Arrested landings on the moving flight deck on an aircraft carrier can be extremely tricky in several conditions.
At night, when the horizon is not clearly visible and pilots have almost no visual reference until they are on short final. In bad weather, especially when there are low clouds, thunderstorms, fog, etc. Or during a snow storm, when the flightdeck is covered and made slippery by snow.
The photograph in this post is one of the few you can find online showing an aircraft landing on a snow-covered flattop’s deck.
It was taken on Jan. 21, 1987, and it depicts an A-6E Intruder of Attack Squadron (VA) 52 on final approach for recovery on the snow-covered flight deck of USS Carl Vinson (CVN 70) operating in the Bering Sea.
Image credit: U.S. Navy
And, by the way, that is 3-4″ thick ice not snow on the deck.

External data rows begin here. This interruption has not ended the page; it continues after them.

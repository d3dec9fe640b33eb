use crate::error::TaskError;
use crate::runtime::Runtime;
use crate::task::{Coroutine, Step};

use std::future::Future;
use std::pin::Pin;
use std::task::{Context, Poll};

/// Cooperative scheduler hint: suspends once to let other tasks run.
///
/// For `async` bodies adapted with [`from_future`](crate::task::from_future). The returned
/// future is `Pending` the first time it is polled, which the runtime treats as a suspension;
/// the next resumption finds it ready.
pub async fn yield_now() {
    struct YieldOnce(bool);

    impl Future for YieldOnce {
        type Output = ();

        fn poll(mut self: Pin<&mut Self>, cx: &mut Context<'_>) -> Poll<Self::Output> {
            if !self.0 {
                self.0 = true;
                cx.waker().wake_by_ref();
                return Poll::Pending;
            }
            Poll::Ready(())
        }
    }

    YieldOnce(false).await
}

/// The same single suspension point as a [`Coroutine`].
#[derive(Debug, Default, Clone)]
pub struct YieldNow {
    yielded: bool,
}

impl YieldNow {
    pub fn new() -> Self {
        Self::default()
    }
}

impl Coroutine for YieldNow {
    type Output = ();

    fn resume(&mut self, _rt: &Runtime) -> Result<Step<()>, TaskError> {
        if self.yielded {
            Ok(Step::Done(()))
        } else {
            self.yielded = true;
            Ok(Step::Yield)
        }
    }
}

BTW, who is that standing by 112? That is a big no-no. And with frozen ice on the deck, did anybody check to see if they could deploy the barricade stanchions? It doesn’t look to good in that photo.
Very ballsy, Ray. Great story… I was flying P-3’s out of Adak at that same time and would often come back to land with a totally iced runway. We would use all 8,000 feet of the runway getting the beast to stop. No braking just reverse pitch on the props. I flew C-2’s later and collected a few traps…
I was on that cruise, VS-29 SENSO. Cold! I think that’s the cruise where seven guys got swept off an elevator at the hangar deck – all recovered thankfully.
I had a chance to go out on Vinson for three days in September 2011. Our ready room, Ready 4, had been assigned to HS-15, with only a few big changes made over the preceding 24 years. I managed to score a three hour plane guard flight. Nice to fly off the Chucky V’s flight deck again, even if it wasn’t a cat shot.